The two wire ones may in theory work like Sean explained, but that is the case only forfluorescent preheat starters.
Otherwise the circuit use to be a bit more complex:
For LPS it is form of a HF oscillator (capacitor in series with a switch element, plus control part).
Some (high power MH) use a kind of Delon multiplier separated by a resistor, plus a kind of spark gap discharge element. The multiplier generates Varc*Constant and charges a capacitor with it. When the lamp has no arc, the ballast OCV makes that capacitor to charge above the breakdown voltage of the spark gap, so it connect the high voltage from the charged capacitor(s) onto the terminals, forming a pulse there. Once the main arc is ignited, the voltage is too low to reach the breakdown on the spark gap, so it is inactive.

The three wire ignitors are of two types according to how they work and one of them has two types on how they are implemented.
The one described by Sean is the superimposed type, so it contains all HV generating components. Its advantage is it does not expose the ballast winding to the HV (nor the connection between the lamp and ballast so it could be long, so remote ballast with ignitor close to the lamp), but disadvantage is the secondary of the pulse transformer is in the main arc current path, so mainly with high power lamps it needs to be beefy.
Variant of the same functionality is the semiparallel circuit, where the ignitor uses the ballast coil as the HV pulse transformer: The ballast has a tap few turns from the lamp end. The ignitor then discharges the capacitor into the few turn section of the ballast coil. That induces the HV pulse to the rest of the ballast winding, so the HV starting pulse for the lamp. These are common in the US, as it sufices with just 4 small components. But exposes the ballast winding to the high voltage.

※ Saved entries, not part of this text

//! Binary reading and writing primitives.
//!
//! # Key Components
//!
//! - [`crate::file::parser::Parser`] - Bounds checked cursor used by all decoders
//! - [`crate::file::writer::Writer`] - Append-only sink used by all encoders
//! - [`crate::file::io`] - Little-endian primitive conversion

pub mod io;
pub mod parser;
pub mod writer;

The last major topology is again using the resonance between the capacitor and part of the ballast coil (~20% from the mains side on series choke), with a switch (triac) in the circuit generating the high frequency oscillations. The oscillator uses to generate up to 700V peaks, the ballast coil acting like a pulse transformer, multiplies that about 5x, so forming the 3.5kV or so pulses from it. Common with series choke ballasts on 230V (e.g. Philips SN57). Advantage is, it can handle quite long wire to the lamp (ir includes it into the resonance equation), so may easily act as a remote ballast/ignitor, the drawbacks are exposing the ballast and wiring to the HV, plus passing the HF primary currents via mains, so needs the PFC capacitor to be present and wired close together with the ballast and ignitor.